Am 2. Januar 1971 verübte eine »Odalgruppe«, die das gemeinsame Symbol von Wiking-Jugend und Bund Heimattreuer Jugend, die Odalrune, nutzte, einen Sprengstoffanschlag auf ein Redaktionsbüro der DKP-Zeitung »Unsere Zeit« in Hamburg. 1976 griffen etwa 60 Teilnehmer eines WJ-Sommerlagers Journalisten des WDR-Magazins »Monitor« an und zertrümmerten Kamera und Auto des Drehteams. Den späteren Chef des Bundesordnungsdienstes der NPD, Manfred Börm, verurteilte das Landgericht Koblenz im Februar 1979 wegen gefährlicher Körperverletzung zu einer Bewährungsstrafe. Er hatte einen Pfahl in das Fahrzeug des WDR-Teams gerammt. Es sollte nicht seine letzte Straftat gewesen sein. Immer wieder griffen WJ-Anhänger im Laufe der Jahre Journalisten an.

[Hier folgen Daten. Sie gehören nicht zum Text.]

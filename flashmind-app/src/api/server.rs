use axum::{
    routing::{delete, get, post},
    Router,
};
use parking_lot::Mutex;
use std::{net::SocketAddr, sync::Arc};
use tokio::net::TcpListener;
use tower_http::trace::TraceLayer;
use tracing::info;

use crate::api::routes::{
    delete_card, get_profile, list_cards, list_categories, list_uploads, post_upload, put_profile,
    rate_card, stats, toggle_favorite, AppState,
};
use flashmind_core::{seed, CardStore, Ingestor, ProfileEditor, UploadTracker};

pub fn app_state(store: CardStore, ingestor: Arc<dyn Ingestor>) -> Arc<AppState> {
    Arc::new(AppState {
        store: store.into_shared(),
        profile: Mutex::new(ProfileEditor::new(seed::demo_profile())),
        uploads: UploadTracker::new(seed::recent_uploads()),
        ingestor,
    })
}

pub fn router(state: Arc<AppState>) -> Router {
    Router::new()
        .route("/cards", get(list_cards))
        .route("/cards/:id", delete(delete_card))
        .route("/cards/:id/favorite", post(toggle_favorite))
        .route("/cards/:id/rate", post(rate_card))
        .route("/categories", get(list_categories))
        .route("/stats", get(stats))
        .route("/uploads", get(list_uploads).post(post_upload))
        .route("/profile", get(get_profile).put(put_profile))
        .with_state(state)
        .layer(TraceLayer::new_for_http())
}

pub async fn run(store: CardStore, ingestor: Arc<dyn Ingestor>, addr: SocketAddr) -> anyhow::Result<()> {
    let app = router(app_state(store, ingestor));

    let listener = TcpListener::bind(addr).await?;
    info!(%addr, "api listening");
    axum::serve(listener, app.into_make_service()).await?;
    Ok(())
}
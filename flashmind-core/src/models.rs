use chrono::{DateTime, Utc};
use serde::{Deserialize, Serialize};
use std::fmt;
use std::str::FromStr;
use uuid::Uuid;

use crate::CoreError;

pub type CardId = String;

pub const ACCURACY_MAX: u8 = 100;

#[derive(Clone, Copy, Debug, Serialize, Deserialize, PartialEq, Eq, Hash)]
#[serde(rename_all = "lowercase")]
pub enum Difficulty {
    Easy,
    Medium,
    Hard,
}

impl Difficulty {
    pub const ALL: [Difficulty; 3] = [Difficulty::Easy, Difficulty::Medium, Difficulty::Hard];

    pub fn as_str(&self) -> &'static str {
        match self {
            Difficulty::Easy => "easy",
            Difficulty::Medium => "medium",
            Difficulty::Hard => "hard",
        }
    }
}

impl fmt::Display for Difficulty {
    fn fmt(&self, f: &mut fmt::Formatter<'_>) -> fmt::Result {
        f.write_str(self.as_str())
    }
}

impl FromStr for Difficulty {
    type Err = CoreError;

    /// Exact, lowercase labels only; the filter compares difficulty verbatim.
    fn from_str(s: &str) -> Result<Self, Self::Err> {
        match s {
            "easy" => Ok(Difficulty::Easy),
            "medium" => Ok(Difficulty::Medium),
            "hard" => Ok(Difficulty::Hard),
            other => Err(CoreError::Invalid(format!("unknown difficulty '{other}'"))),
        }
    }
}

#[derive(Clone, Debug, Serialize, Deserialize, PartialEq, Eq)]
#[serde(rename_all = "camelCase")]
pub struct Flashcard {
    pub id: CardId,
    pub question: String,
    pub answer: String,
    pub category: String,
    pub difficulty: Difficulty,
    #[serde(default)]
    pub is_favorite: bool,
    #[serde(default, skip_serializing_if = "Option::is_none")]
    pub last_reviewed: Option<DateTime<Utc>>,
    #[serde(default, skip_serializing_if = "Option::is_none")]
    pub accuracy: Option<u8>,
}

impl Flashcard {
    /// A fresh card with a generated id, as produced by ingestion.
    pub fn new(
        question: impl Into<String>,
        answer: impl Into<String>,
        category: impl Into<String>,
        difficulty: Difficulty,
    ) -> Self {
        Self::with_id(Uuid::new_v4().to_string(), question, answer, category, difficulty)
    }

    pub fn with_id(
        id: impl Into<CardId>,
        question: impl Into<String>,
        answer: impl Into<String>,
        category: impl Into<String>,
        difficulty: Difficulty,
    ) -> Self {
        Self {
            id: id.into(),
            question: question.into(),
            answer: answer.into(),
            category: category.into(),
            difficulty,
            is_favorite: false,
            last_reviewed: None,
            accuracy: None,
        }
    }

    pub fn favorite(mut self, yes: bool) -> Self {
        self.is_favorite = yes;
        self
    }

    pub fn reviewed(mut self, at: DateTime<Utc>, accuracy: u8) -> Self {
        self.last_reviewed = Some(at);
        self.accuracy = Some(accuracy.min(ACCURACY_MAX));
        self
    }
}

/// A rating the user gave a card. Reported to the caller and logged; the
/// card itself is not updated.
#[derive(Clone, Debug, Serialize, Deserialize, PartialEq, Eq)]
#[serde(rename_all = "camelCase")]
pub struct RatingEvent {
    pub card_id: CardId,
    pub rating: Difficulty,
    pub rated_at: DateTime<Utc>,
}

impl RatingEvent {
    pub fn new(card_id: impl Into<CardId>, rating: Difficulty) -> Self {
        Self {
            card_id: card_id.into(),
            rating,
            rated_at: Utc::now(),
        }
    }
}
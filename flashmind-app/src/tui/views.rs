use crate::tui::app::Dashboard;
use crate::tui::theme::*;
use flashmind_core::Flashcard;
use ratatui::{
    layout::{Constraint, Direction, Layout, Rect},
    text::{Line, Span},
    widgets::{Block, Borders, List, ListItem, Paragraph, Wrap},
    Frame,
};

pub fn draw_ui(f: &mut Frame, area: Rect, dash: &Dashboard) {
    let rows = Layout::default()
        .direction(Direction::Vertical)
        .constraints([Constraint::Min(3), Constraint::Length(1)])
        .split(area);
    let chunks = Layout::default()
        .direction(Direction::Horizontal)
        .constraints([Constraint::Percentage(35), Constraint::Percentage(65)])
        .split(rows[0]);
    draw_sidebar(f, chunks[0], dash);
    draw_cards(f, chunks[1], dash);

    let foot = Paragraph::new(Line::from(vec![
        Span::raw(" type search  "),
        Span::raw(" Tab category  "),
        Span::raw(" F2 difficulty  "),
        Span::raw(" Enter flip  "),
        Span::raw(" ^F favorite  "),
        Span::raw(" Del delete  "),
        Span::raw(" F3/F4 easy/hard  "),
        Span::raw(" Esc quit "),
    ]))
    .style(footer_style());
    f.render_widget(foot, rows[1]);
}

fn draw_sidebar(f: &mut Frame, area: Rect, dash: &Dashboard) {
    let parts = Layout::default()
        .direction(Direction::Vertical)
        .constraints([Constraint::Length(5), Constraint::Min(3)])
        .split(area);

    let c = &dash.criteria;
    let filters = Paragraph::new(vec![
        Line::from(vec![Span::raw("search: ").style(title_style()), Span::raw(&c.search)]),
        Line::from(vec![Span::raw("category: ").style(title_style()), Span::raw(&c.category)]),
        Line::from(vec![Span::raw("difficulty: ").style(title_style()), Span::raw(&c.difficulty)]),
    ])
    .block(Block::default().title("Filters").borders(Borders::ALL));
    f.render_widget(filters, parts[0]);

    let s = dash.stats();
    let accuracy = s
        .average_accuracy
        .map(|a| format!("{a:.0}%"))
        .unwrap_or_else(|| "-".to_string());
    let mut lines = vec![
        Line::from(format!("Total cards  {}", s.total)),
        Line::from(format!("Favorites    {}", s.favorites)),
        Line::from(format!("Accuracy     {accuracy}")),
        Line::from(""),
    ];
    for (cat, n) in &s.per_category {
        lines.push(Line::from(format!("{cat}  {n}")).style(hint_style()));
    }
    if let Some(msg) = &dash.status {
        lines.push(Line::from(""));
        lines.push(Line::from(msg.as_str()).style(hint_style()));
    }
    let stats = Paragraph::new(lines)
        .wrap(Wrap { trim: true })
        .block(Block::default().title("Stats").borders(Borders::ALL));
    f.render_widget(stats, parts[1]);
}

fn draw_cards(f: &mut Frame, area: Rect, dash: &Dashboard) {
    let title = format!("My Cards ({}/{})", dash.visible.len(), dash.store().len());

    if dash.visible.is_empty() {
        let p = Paragraph::new(vec![
            Line::from("No flashcards yet").style(title_style()),
            Line::from(dash.empty_hint()).style(hint_style()),
        ])
        .wrap(Wrap { trim: true })
        .block(Block::default().title(title).borders(Borders::ALL));
        f.render_widget(p, area);
        return;
    }

    let parts = Layout::default()
        .direction(Direction::Vertical)
        .constraints([Constraint::Percentage(50), Constraint::Percentage(50)])
        .split(area);

    let items: Vec<_> = dash
        .visible
        .iter()
        .enumerate()
        .map(|(i, c)| {
            let line = card_row(c);
            ListItem::new(if i == dash.sel { line.style(selected_style()) } else { line })
        })
        .collect();
    let list = List::new(items).block(Block::default().title(title).borders(Borders::ALL));
    f.render_widget(list, parts[0]);

    if let Some(card) = dash.selected() {
        draw_card_face(f, parts[1], card, dash.is_flipped(&card.id));
    }
}

fn card_row(c: &Flashcard) -> Line<'_> {
    let star = if c.is_favorite { "★ " } else { "  " };
    Line::from(vec![
        Span::raw(star).style(favorite_style()),
        Span::raw(format!("{:<7}", c.difficulty.as_str())).style(difficulty_style(c.difficulty)),
        Span::raw(format!("{:<18}", c.category)),
        Span::raw(&c.question),
    ])
}

fn draw_card_face(f: &mut Frame, area: Rect, card: &Flashcard, flipped: bool) {
    let (label, body) = if flipped { ("A: ", &card.answer) } else { ("Q: ", &card.question) };
    let mut text = vec![Line::from(vec![Span::raw(label).style(title_style()), Span::raw(body)])];
    text.push(Line::from(""));
    let meta = match card.accuracy {
        Some(a) => format!("{} · {} · accuracy {a}%", card.category, card.difficulty),
        None => format!("{} · {}", card.category, card.difficulty),
    };
    text.push(Line::from(meta).style(hint_style()));
    if !flipped {
        text.push(Line::from("Enter to flip").style(hint_style()));
    }
    let p = Paragraph::new(text)
        .wrap(Wrap { trim: true })
        .block(Block::default().title(if flipped { "Answer" } else { "Question" }).borders(Borders::ALL));
    f.render_widget(p, area);
}
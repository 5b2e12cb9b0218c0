use clap::{Args, Parser, Subcommand};
use flashmind_core::{FilterCriteria, ALL};
use std::path::PathBuf;

#[derive(Debug, Parser, Clone)]
#[command(name = "flashmind", version, about = "FlashMind flashcards: CLI/TUI/API")]
pub struct Cli {
    /// JSON file with the starting cards (defaults to <data dir>/cards.json, then the demo deck)
    #[arg(long, global = true)]
    pub cards: Option<PathBuf>,

    #[command(subcommand)]
    pub cmd: Command,
}

#[derive(Debug, Subcommand, Clone)]
pub enum Command {
    /// Browse and export cards
    #[command(subcommand)]
    Cards(CardsCmd),
    /// Dashboard summary
    Stats,
    /// Submit study material for card generation
    #[command(subcommand)]
    Upload(UploadCmd),
    /// Profile operations
    #[command(subcommand)]
    Profile(ProfileCmd),
    /// Launch the terminal dashboard
    Tui,
    /// Launch the HTTP API
    Api(ApiCmd),
}

#[derive(Debug, Args, Clone)]
pub struct FilterArgs {
    /// Case-insensitive substring of question or answer
    #[arg(long, default_value = "")]
    pub search: String,
    /// Category label, or "all"
    #[arg(long, default_value = ALL)]
    pub category: String,
    /// easy, medium, hard, or "all"
    #[arg(long, default_value = ALL)]
    pub difficulty: String,
}

impl From<FilterArgs> for FilterCriteria {
    fn from(a: FilterArgs) -> Self {
        FilterCriteria::new(a.search, a.category, a.difficulty)
    }
}

#[derive(Debug, Subcommand, Clone)]
pub enum CardsCmd {
    List(FilterArgs),
    Categories,
    #[command(subcommand)]
    Export(ExportCmd),
}

#[derive(Debug, Subcommand, Clone)]
pub enum ExportCmd {
    Json {
        path: PathBuf,
        #[command(flatten)]
        filter: FilterArgs,
    },
    Csv {
        path: PathBuf,
        #[command(flatten)]
        filter: FilterArgs,
    },
}

#[derive(Debug, Subcommand, Clone)]
pub enum UploadCmd {
    Files {
        #[arg(required = true)]
        paths: Vec<PathBuf>,
        #[arg(long, default_value_t = 3000)]
        delay_ms: u64,
    },
    Url {
        url: String,
        #[arg(long, default_value_t = 3000)]
        delay_ms: u64,
    },
}

#[derive(Debug, Subcommand, Clone)]
pub enum ProfileCmd {
    Show,
}

#[derive(Debug, Args, Clone)]
pub struct ApiCmd {
    /// Bind address (host:port)
    #[arg(long, default_value = "127.0.0.1:8080")]
    pub addr: String,
    /// Simulated ingestion delay per upload
    #[arg(long, default_value_t = 3000)]
    pub upload_delay_ms: u64,
}
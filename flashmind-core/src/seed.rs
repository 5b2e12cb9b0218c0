//! Demonstration data shown on a fresh start.

use crate::{Difficulty, Flashcard, RecentUpload, UploadStatus, UserProfile};
use chrono::Utc;

pub fn mock_flashcards() -> Vec<Flashcard> {
    let now = Utc::now();
    vec![
        Flashcard::with_id(
            "1",
            "What is the primary function of mitochondria in cellular biology?",
            "Mitochondria are the powerhouses of the cell, responsible for producing ATP through cellular respiration.",
            "Biology",
            Difficulty::Medium,
        )
        .favorite(true)
        .reviewed(now, 85),
        Flashcard::with_id(
            "2",
            "Explain the concept of Big O notation in computer science.",
            "Big O notation describes the upper bound of time or space complexity of algorithms, helping analyze their efficiency as input size grows.",
            "Computer Science",
            Difficulty::Hard,
        )
        .reviewed(now, 72),
        Flashcard::with_id(
            "3",
            "What year did World War II end?",
            "World War II ended in 1945, with Germany surrendering in May and Japan surrendering in September.",
            "History",
            Difficulty::Easy,
        )
        .reviewed(now, 95),
    ]
}

pub fn recent_uploads() -> Vec<RecentUpload> {
    vec![
        RecentUpload::new("Biology Chapter 5.pdf", 24, UploadStatus::Completed),
        RecentUpload::new("Machine Learning Lecture.mp4", 18, UploadStatus::Processing),
        RecentUpload::new("History Notes.png", 12, UploadStatus::Completed),
    ]
}

pub fn demo_profile() -> UserProfile {
    UserProfile {
        name: "Nikhil Mahendra Patil".into(),
        email: "nikhil@example.com".into(),
        username: "nikhil_patil".into(),
        bio: "AI enthusiast and lifelong learner. Using FlashMind to master new concepts every day.".into(),
        avatar: String::new(),
    }
}
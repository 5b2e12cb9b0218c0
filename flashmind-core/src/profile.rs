use crate::CoreError;
use serde::{Deserialize, Serialize};

#[derive(Clone, Debug, Default, Serialize, Deserialize, PartialEq, Eq)]
#[serde(default)]
pub struct UserProfile {
    pub name: String,
    pub email: String,
    pub username: String,
    pub bio: String,
    pub avatar: String,
}

impl UserProfile {
    pub fn validate(&self) -> Result<(), CoreError> {
        if self.name.trim().is_empty() {
            return Err(CoreError::Invalid("name must not be empty".into()));
        }
        if !self.email.contains('@') {
            return Err(CoreError::Invalid("email must contain '@'".into()));
        }
        Ok(())
    }

    /// Up to two initials from the name, for the avatar fallback.
    pub fn initials(&self) -> String {
        self.name
            .split_whitespace()
            .filter_map(|w| w.chars().next())
            .take(2)
            .flat_map(|c| c.to_uppercase())
            .collect()
    }
}

/// Saved profile plus an editable draft.
#[derive(Clone, Debug, Default)]
pub struct ProfileEditor {
    saved: UserProfile,
    draft: UserProfile,
    editing: bool,
}

impl ProfileEditor {
    pub fn new(profile: UserProfile) -> Self {
        Self {
            draft: profile.clone(),
            saved: profile,
            editing: false,
        }
    }

    pub fn saved(&self) -> &UserProfile {
        &self.saved
    }

    pub fn draft(&self) -> &UserProfile {
        &self.draft
    }

    pub fn is_editing(&self) -> bool {
        self.editing
    }

    pub fn begin_edit(&mut self) {
        self.draft = self.saved.clone();
        self.editing = true;
    }

    pub fn draft_mut(&mut self) -> &mut UserProfile {
        &mut self.draft
    }

    pub fn save(&mut self) -> Result<UserProfile, CoreError> {
        self.draft.validate()?;
        self.saved = self.draft.clone();
        self.editing = false;
        Ok(self.saved.clone())
    }

    pub fn cancel(&mut self) {
        self.draft = self.saved.clone();
        self.editing = false;
    }

    /// Replaces the profile in one step (begin, overwrite draft, save).
    pub fn replace(&mut self, profile: UserProfile) -> Result<UserProfile, CoreError> {
        self.begin_edit();
        self.draft = profile;
        self.save().inspect_err(|_| self.cancel())
    }
}
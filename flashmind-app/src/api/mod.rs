pub mod dto;
pub mod routes;
pub mod server;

Bereits kurz vor dem Ende der DDR entstand im Sommer 1989 in Dresden im sogenannten Gau Sachsen die WJ-nahe Sachsenjugend. Monatelange Auseinandersetzungen waren vorausgegangen. Neonazi-Skinheads waren dabei in das Dresdener Café der offenen Arbeit »Pep« eingedrungen und hatten dort provoziert. Bei einem Sommerfest war es zu einer größeren Schlägerei zwischen ostdeutschen Punkern und Rechtsextremen gekommen. Letztere erhielten Hausverbot. Einige völkisch-nationalistische Jugendliche gründeten die uniformierte Sachsenjugend mit Braunhemd, schwarzem Halstuch oder Schlips, schwarzen Hosen und Schnürstiefeln. Nach dem Umbruch in der DDR schlossen sie sich der WJ an. Erst 1994 verbot das damals noch in Bonn ansässige Bundesministerium des Innern die mit etwa 500 Mitgliedern gesamtdeutsch organisierte Wiking-Jugend. In der Pressemitteilung vom 10. November 1994 hieß es dazu: »Die WJ will das Grundgesetz notfalls auch mit Gewalt abschaffen und erneut einen nationalsozialistischen Staat in Deutschland errichten.«

Bereits 1953 waren radikale Pläne von Altnazis bekanntgeworden, eine »NS-Kampftruppe« zu etablieren. Nach Erkenntnissen der britischen Besatzungsbehörden gab es in Westdeutschland eine Verschwörung gegen den Staat und die alliierte Autorität im Land – so stand es im amtlichen Kommuniqué aus London, welches die deutsche Öffentlichkeit am 15. Januar 1953 überraschte. Demnach plante ein sogenannter »Gauleiter-Kreis« um Werner Naumann die »Wiederergreifung der Macht in Westdeutschland«. Die Verschwörer um Naumann hatten ihren Einfluss derartig ausgeweitet, dass die Briten einschritten. In Hamburg, Solingen und Düsseldorf verhafteten britische Sicherheitsoffiziere ein halbes Dutzend Politiker und transportierten lastwagenweise Aktenmaterial aus ihren Wohnungen ab. Es war einer der spektakulärsten Unterwanderungsversuche in der Nachkriegsgeschichte, der in dieser Nacht zerschlagen wurde. Der ehemalige Staatssekretär im Reichspropagandaministerium und SS-Brigadeführer Werner Naumann und sein »Gauleiter-Kreis« hatten versucht, die nordrhein-westfälische FDP zu durchsetzen.